Swanson referred to the removal of the remaining commissions allowed in the life/risk industry as being one of the “black swan” events which could emerge out of the Royal Commission. He was not to know that such suggestions might emerge from the Parliamentary Inquiry.
“I think the black swan event would be removing commissions,” he said. “The banning of commissions would be a real mountain to get over.”
Swanson was referring to the likelihood that highly negative testimony around mortgage broker commissions at the current Royal Commission into Misconduct in Banking, Superannuation and Financial Services might be the catalyst for a further assault on commissions, but parliamentarians of all stripes have made clear that their attitudes are already set.
What needs to be recognised about the Parliamentary Joint Committee report is that it was a bipartisan assessment. Unlike a number of other recent committee reports, such as that around the establishment of the Australian Financial Complaints Authority (AFCA), there were no dissenting views.
All of which suggests that, for better or worse, financial advisers working in the life/risk space have a vested interest in ensuring that the Life Insurance Framework works and that their political enemies are not given the opportunity to mount a new assault on the industry’s remuneration structures.
At the same time, the major industry representative organisations will need to be on their ‘A’ games to ensure that the Royal Commission does not inappropriately conflate the situation in the mortgage broking industry with that which prevails in financial planning and risk advice.

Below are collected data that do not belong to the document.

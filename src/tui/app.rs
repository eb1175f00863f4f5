// TUI application state
//
// Wraps the search container with what only the terminal front-end needs:
// the table cursor, visible toasts, the logs toggle and the spinner frame.
// The status bar listens on the selection bus like any outside subscriber.

use super::components::toast::ToastView;
use crate::app::FleetApp;
use crate::bus::Subscription;
use crate::events::SelectionMessage;
use crate::logging::LogBuffer;
use crate::model::RowEdit;
use std::time::Instant;
use tracing::warn;

/// Price change per `+` / `-` press
pub const PRICE_STEP: f64 = 1000.0;

/// Length change per `]` / `[` press
pub const LENGTH_STEP: f64 = 1.0;

/// Toasts on screen at once
const MAX_VISIBLE_TOASTS: usize = 3;

const SPINNER_FRAMES: [char; 10] = ['⠋', '⠙', '⠹', '⠸', '⠼', '⠴', '⠦', '⠧', '⠇', '⠏'];

pub struct App {
    pub fleet: FleetApp,
    pub log_buffer: LogBuffer,

    /// Highlighted row in the results table
    pub cursor: usize,

    pub toasts: Vec<ToastView>,

    pub show_logs: bool,

    /// Status bar's subscription to the selection bus
    pub selection: Subscription,
    /// Last record id received over the bus
    pub broadcast_selection: Option<String>,

    pub should_quit: bool,

    pub start_time: Instant,

    animation_frame: usize,
}

impl App {
    pub fn new(fleet: FleetApp, log_buffer: LogBuffer) -> Self {
        let selection = fleet.bus().subscribe();
        Self {
            fleet,
            log_buffer,
            cursor: 0,
            toasts: Vec::new(),
            show_logs: true,
            selection,
            broadcast_selection: None,
            should_quit: false,
            start_time: Instant::now(),
            animation_frame: 0,
        }
    }

    pub fn on_selection(&mut self, message: SelectionMessage) {
        self.broadcast_selection = Some(message.record_id);
    }

    pub fn tick_animation(&mut self) {
        self.animation_frame = (self.animation_frame + 1) % SPINNER_FRAMES.len();
    }

    pub fn spinner_char(&self) -> char {
        SPINNER_FRAMES[self.animation_frame]
    }

    pub fn uptime(&self) -> String {
        let seconds = self.start_time.elapsed().as_secs();
        format!(
            "{:02}:{:02}:{:02}",
            seconds / 3600,
            (seconds % 3600) / 60,
            seconds % 60
        )
    }

    /// Move queued toasts on screen and drop expired ones
    pub fn sync_toasts(&mut self) {
        self.toasts
            .extend(self.fleet.take_toasts().into_iter().map(ToastView::new));
        self.toasts.retain(|toast| !toast.is_expired());
        let overflow = self.toasts.len().saturating_sub(MAX_VISIBLE_TOASTS);
        self.toasts.drain(..overflow);
    }

    /// Keep the cursor on a row after the result set changed
    pub fn clamp_cursor(&mut self) {
        let rows = self.fleet.results.boats().len();
        self.cursor = self.cursor.min(rows.saturating_sub(1));
    }

    pub fn cursor_up(&mut self) {
        self.cursor = self.cursor.saturating_sub(1);
    }

    pub fn cursor_down(&mut self) {
        let rows = self.fleet.results.boats().len();
        if self.cursor + 1 < rows {
            self.cursor += 1;
        }
    }

    pub fn activate_cursor(&mut self) {
        self.fleet.activate_tile(self.cursor);
    }

    /// Stage a price change on the highlighted row
    pub fn adjust_price(&mut self, delta: f64) {
        self.adjust(delta, |edit| edit.price, |boat| boat.price, RowEdit::with_price);
    }

    /// Stage a length change on the highlighted row
    pub fn adjust_length(&mut self, delta: f64) {
        self.adjust(delta, |edit| edit.length, |boat| boat.length, RowEdit::with_length);
    }

    fn adjust(
        &mut self,
        delta: f64,
        drafted: impl Fn(&RowEdit) -> Option<f64>,
        stored: impl Fn(&crate::model::BoatRecord) -> Option<f64>,
        with: impl Fn(RowEdit, f64) -> RowEdit,
    ) {
        let results = &self.fleet.results;
        let Some(boat) = results.boats().get(self.cursor) else {
            return;
        };

        // Build on the pending draft if there is one
        let current = results
            .draft_values()
            .iter()
            .find(|edit| edit.id == boat.id)
            .and_then(&drafted)
            .or_else(|| stored(boat))
            .unwrap_or_default();

        let edit = with(RowEdit::new(boat.id.clone()), current + delta);
        if let Err(e) = self.fleet.stage_edit(edit) {
            warn!(error = %e, "Edit not staged");
        }
    }
}

#[cfg(test)]
mod tests {
    use super::*;
    use crate::config::LocationPolicy;
    use crate::geo::NoLocation;
    use crate::model::BoatRecord;
    use crate::service::testing::ScriptedService;
    use std::sync::Arc;
    use std::time::Duration;

    async fn loaded_app() -> App {
        let mut boat = BoatRecord::new("b1", "Sea Breeze");
        boat.price = Some(5000.0);
        let service = Arc::new(
            ScriptedService::new().with_boats("", vec![boat, BoatRecord::new("b2", "Osprey")]),
        );
        let mut fleet = FleetApp::new(service, Arc::new(NoLocation::default()), LocationPolicy::Silent);
        fleet.mount();
        assert!(fleet.run_until_idle(Duration::from_secs(5)).await);
        App::new(fleet, LogBuffer::new())
    }

    #[tokio::test]
    async fn price_steps_accumulate_on_the_draft() {
        let mut app = loaded_app().await;

        app.adjust_price(PRICE_STEP);
        app.adjust_price(PRICE_STEP);

        assert_eq!(
            app.fleet.results.draft_values(),
            &[RowEdit::new("b1").with_price(7000.0)]
        );
    }

    #[tokio::test]
    async fn missing_values_start_from_zero() {
        let mut app = loaded_app().await;
        app.cursor_down();

        app.adjust_length(LENGTH_STEP);

        assert_eq!(
            app.fleet.results.draft_values(),
            &[RowEdit::new("b2").with_length(1.0)]
        );
    }

    #[tokio::test]
    async fn status_subscription_sees_tile_activation() {
        let mut app = loaded_app().await;
        app.cursor_down();

        app.activate_cursor();
        let message = app.selection.try_recv().unwrap();
        app.on_selection(message);

        assert_eq!(app.broadcast_selection.as_deref(), Some("b2"));
    }

    #[tokio::test]
    async fn cursor_stays_in_bounds() {
        let mut app = loaded_app().await;

        app.cursor_down();
        app.cursor_down();
        assert_eq!(app.cursor, 1);
        app.cursor_up();
        app.cursor_up();
        assert_eq!(app.cursor, 0);
    }
}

Financial planners remain convenient political whipping boys for politicians who have failed to grasp the significance of the Future of Financial Advice (FOFA) changes, the LIF and, indeed, the implementation of the Financial Adviser Standards and Ethics Authority (FASEA) regime, all of which means planners must remain on guard against the imposition of further radical change.
In short, planners should be prepared to fight for their rights but to do so in the knowledge they have few political allies.